Exercise description —
Please quote exactly the lines below from the line containing "#[cfg(test)]" to the line containing "MatrixOracle::from_fn(8, |a, b|", both lines included, and nothing else.

Material for this task —

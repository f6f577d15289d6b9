//! Sequence generation: where to put pickups and drop-offs.
//!
//! Two generators feed the feasibility evaluator:
//!
//! - [`best_insertion`] slots one request into a fixed base route, trying every
//!   pickup position `i` and drop-off position `j > i`.
//! - [`best_sequence`] searches every precedence-respecting order of a set of
//!   requests plus the vehicle's boarded drop-offs, extending feasible prefixes
//!   only and pruning prefixes that already lose against the best full route.

use crate::feasibility::{PathBuilder, StartState};
use crate::model::{Request, Stop, VehicleId, Visit};
use crate::oracle::DistanceOracle;

/// All sequences obtained by inserting `pickup` then `dropoff` into `base`.
pub fn insertions(base: &[Stop], pickup: Stop, dropoff: Stop) -> impl Iterator<Item = Vec<Stop>> + '_ {
    let n = base.len();
    (0..=n).flat_map(move |i| {
        (i..=n).map(move |j| {
            let mut sequence = Vec::with_capacity(n + 2);
            sequence.extend_from_slice(&base[..i]);
            sequence.push(pickup);
            sequence.extend_from_slice(&base[i..j]);
            sequence.push(dropoff);
            sequence.extend_from_slice(&base[j..]);
            sequence
        })
    })
}

/// Lowest-delay feasible insertion of `request` into `base`.
pub fn best_insertion(
    oracle: &dyn DistanceOracle,
    start: &StartState,
    vehicle: VehicleId,
    base: &[Stop],
    request: &Request,
) -> Option<Visit> {
    let mut best: Option<Visit> = None;
    for sequence in insertions(base, request.pickup(), request.dropoff()) {
        let mut builder = PathBuilder::new(oracle, start);
        if !sequence.iter().all(|stop| builder.push(*stop)) {
            continue;
        }
        let visit = builder.finish(vehicle);
        if best.as_ref().map_or(true, |current| visit.is_better_than(current)) {
            best = Some(visit);
        }
    }
    best
}

#[derive(Clone, Copy, PartialEq, Eq)]
enum SlotState {
    AwaitingPickup,
    AwaitingDropoff,
    Done,
}

struct Slot {
    pickup: Option<Stop>,
    dropoff: Stop,
    state: SlotState,
}

struct Search {
    vehicle: VehicleId,
    slots: Vec<Slot>,
    remaining: usize,
    best: Option<Visit>,
}

impl Search {
    fn beaten(&self, builder: &PathBuilder<'_>) -> bool {
        // Every key term only grows as stops are appended and all full routes
        // serve the same requests, so a prefix at or above the best full
        // route cannot win.
        self.best
            .as_ref()
            .is_some_and(|best| builder.quality_key() >= best.quality_key())
    }

    fn extend(&mut self, builder: &PathBuilder<'_>) {
        if self.remaining == 0 {
            let visit = builder.clone().finish(self.vehicle);
            if self.best.as_ref().map_or(true, |best| visit.is_better_than(best)) {
                self.best = Some(visit);
            }
            return;
        }
        for index in 0..self.slots.len() {
            let (stop, next_state) = match self.slots[index].state {
                SlotState::AwaitingPickup => match self.slots[index].pickup {
                    Some(pickup) => (pickup, SlotState::AwaitingDropoff),
                    None => continue,
                },
                SlotState::AwaitingDropoff => (self.slots[index].dropoff, SlotState::Done),
                SlotState::Done => continue,
            };
            let mut next = builder.clone();
            if !next.push(stop) || self.beaten(&next) {
                continue;
            }
            let previous = self.slots[index].state;
            self.slots[index].state = next_state;
            self.remaining -= 1;
            self.extend(&next);
            self.remaining += 1;
            self.slots[index].state = previous;
        }
    }
}

/// Best route serving every request in `requests` together with the boarded
/// drop-offs in `onboard`.
///
/// Stops are tried in request-id order at every position, so among equally
/// good routes the first one found wins and the result is deterministic.
pub fn best_sequence<'o>(
    oracle: &'o dyn DistanceOracle,
    start: &StartState,
    vehicle: VehicleId,
    requests: &[&Request],
    onboard: &[Stop],
) -> Option<Visit> {
    search(PathBuilder::new(oracle, start), vehicle, requests, onboard)
}

/// Same as [`best_sequence`] but with time windows and the contract deadline
/// relaxed. Used to guarantee boarded passengers are always delivered.
pub fn forced_sequence<'o>(
    oracle: &'o dyn DistanceOracle,
    start: &StartState,
    vehicle: VehicleId,
    onboard: &[Stop],
) -> Option<Visit> {
    search(PathBuilder::new(oracle, start).relaxed(), vehicle, &[], onboard)
}

fn search<'o>(
    root: PathBuilder<'o>,
    vehicle: VehicleId,
    requests: &[&Request],
    onboard: &[Stop],
) -> Option<Visit> {
    let mut ordered: Vec<&Request> = requests.to_vec();
    ordered.sort_by_key(|request| request.id);

    let mut slots: Vec<Slot> = ordered
        .iter()
        .map(|request| Slot {
            pickup: Some(request.pickup()),
            dropoff: request.dropoff(),
            state: SlotState::AwaitingPickup,
        })
        .collect();
    slots.extend(onboard.iter().map(|dropoff| Slot {
        pickup: None,
        dropoff: *dropoff,
        state: SlotState::AwaitingDropoff,
    }));

    let remaining = ordered.len() * 2 + onboard.len();
    let mut search = Search {
        vehicle,
        slots,
        remaining,
        best: None,
    };
    search.extend(&root);
    search.best
}

#[cfg(test)]
mod tests {
    use super::*;
    use crate::model::{EnRoute, NodeId, RequestId, Seconds, TimeWindow};
    use crate::oracle::MatrixOracle;

    fn line() -> MatrixOracle {
        MatrixOracle::from_fn(8, |a, b| Some((a.abs_diff(b) * 10) as Seconds))
    }

    fn request(id: u32, from: u32, to: u32, latest_pickup: u32) -> Request {
        Request::with_windows(
            RequestId(id),
            NodeId(from),
            NodeId(to),
            TimeWindow::new(0, latest_pickup),
            TimeWindow::new(0, 1_000),
        )
        .direct_travel(from.abs_diff(to) * 10)
    }

    fn start() -> StartState {
        StartState {
            node: NodeId(0),
            departure: 0,
            now: 0,
            load: 0,
            capacity: 4,
            deadline: Seconds::MAX,
            detour: None,
        }
    }

    #[test]
    fn insertion_positions_keep_pickup_before_dropoff() {
        let base = [
            Stop::Waypoint { node: NodeId(1) },
            Stop::Waypoint { node: NodeId(2) },
        ];
        let r = request(1, 3, 4, 100);
        let all: Vec<Vec<Stop>> = insertions(&base, r.pickup(), r.dropoff()).collect();
        assert_eq!(all.len(), 6);
        for sequence in &all {
            let pickup = sequence.iter().position(Stop::is_pickup).expect("pickup");
            let dropoff = sequence.iter().position(Stop::is_dropoff).expect("dropoff");
            assert!(pickup < dropoff);
            assert_eq!(sequence.len(), 4);
        }
    }

    #[test]
    fn best_insertion_keeps_riding_passenger_on_time() {
        let oracle = line();
        let passenger = request(9, 0, 6, 0);
        let mut start = start();
        start.load = 1;
        let newcomer = request(1, 0, 4, 100);

        let visit = best_insertion(&oracle, &start, VehicleId(1), &[passenger.dropoff()], &newcomer)
            .expect("feasible insertion");
        assert_eq!(visit.delay, 0);
        assert_eq!(visit.requests, vec![RequestId(1)]);
        assert_eq!(visit.passengers, vec![RequestId(9)]);
        assert_eq!(visit.stops.last().map(Stop::node), Some(NodeId(6)));
    }

    #[test]
    fn best_sequence_finds_lowest_delay_order() {
        let oracle = line();
        let near = request(1, 1, 2, 200);
        let far = request(2, 5, 6, 200);
        let visit = best_sequence(&oracle, &start(), VehicleId(1), &[&far, &near], &[])
            .expect("feasible");
        let order: Vec<u32> = visit.stops.iter().map(|stop| stop.node().0).collect();
        assert_eq!(order, vec![1, 2, 5, 6]);
        assert_eq!(visit.requests, vec![RequestId(1), RequestId(2)]);
    }

    #[test]
    fn best_sequence_matches_exhaustive_insertion_for_single_request() {
        let oracle = line();
        let r = request(1, 3, 1, 200);
        let by_search = best_sequence(&oracle, &start(), VehicleId(1), &[&r], &[]).expect("search");
        let by_insertion = best_insertion(&oracle, &start(), VehicleId(1), &[], &r).expect("insertion");
        assert_eq!(by_search.delay, by_insertion.delay);
        assert_eq!(by_search.stops, by_insertion.stops);
    }

    #[test]
    fn delay_ties_prefer_shorter_routes_over_less_waiting() {
        let oracle = line();
        let mut start = start();
        start.node = NodeId(2);
        start.detour = Some(EnRoute {
            target: NodeId(5),
            waypoint: NodeId(3),
        });
        // Neither drop-off can be late, so every order has zero delay.
        let at_target = Request::with_windows(
            RequestId(1),
            NodeId(5),
            NodeId(6),
            TimeWindow::new(100, 1_000),
            TimeWindow::new(0, 1_000),
        )
        .direct_travel(500);
        let off_route = Request::with_windows(
            RequestId(2),
            NodeId(3),
            NodeId(0),
            TimeWindow::new(0, 1_000),
            TimeWindow::new(0, 1_000),
        )
        .direct_travel(500);

        // Starting at the target waits 70 s at node 5 over four stops; the
        // detour through node 3 waits only 10 s but adds the waypoint.
        let searched = best_sequence(&oracle, &start, VehicleId(1), &[&at_target, &off_route], &[])
            .expect("sequence");
        assert_eq!(searched.quality_key(), (0, 4, 70));
        assert_eq!(searched.stops[0], at_target.pickup());

        let inserted = best_insertion(
            &oracle,
            &start,
            VehicleId(1),
            &[at_target.pickup(), at_target.dropoff()],
            &off_route,
        )
        .expect("insertion");
        assert_eq!(inserted.quality_key(), searched.quality_key());
    }

    #[test]
    fn infeasible_set_yields_none() {
        let oracle = line();
        let a = request(1, 7, 6, 20);
        let b = request(2, 1, 2, 20);
        assert!(best_sequence(&oracle, &start(), VehicleId(1), &[&a, &b], &[]).is_none());
    }

    #[test]
    fn forced_sequence_delivers_late_passengers() {
        let oracle = line();
        let late = Request::with_windows(
            RequestId(4),
            NodeId(0),
            NodeId(7),
            TimeWindow::new(0, 0),
            TimeWindow::new(0, 10),
        );
        let mut start = start();
        start.load = 1;
        assert!(best_sequence(&oracle, &start, VehicleId(1), &[], &[late.dropoff()]).is_none());
        let visit = forced_sequence(&oracle, &start, VehicleId(1), &[late.dropoff()]).expect("forced");
        assert!(visit.forced);
        assert_eq!(visit.passengers, vec![RequestId(4)]);
    }
}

Solution —
#[cfg(test)]
mod tests {
    use super::*;
    use crate::model::{EnRoute, NodeId, RequestId, Seconds, TimeWindow};
    use crate::oracle::MatrixOracle;

    fn line() -> MatrixOracle {
        MatrixOracle::from_fn(8, |a, b| Some((a.abs_diff(b) * 10) as Seconds))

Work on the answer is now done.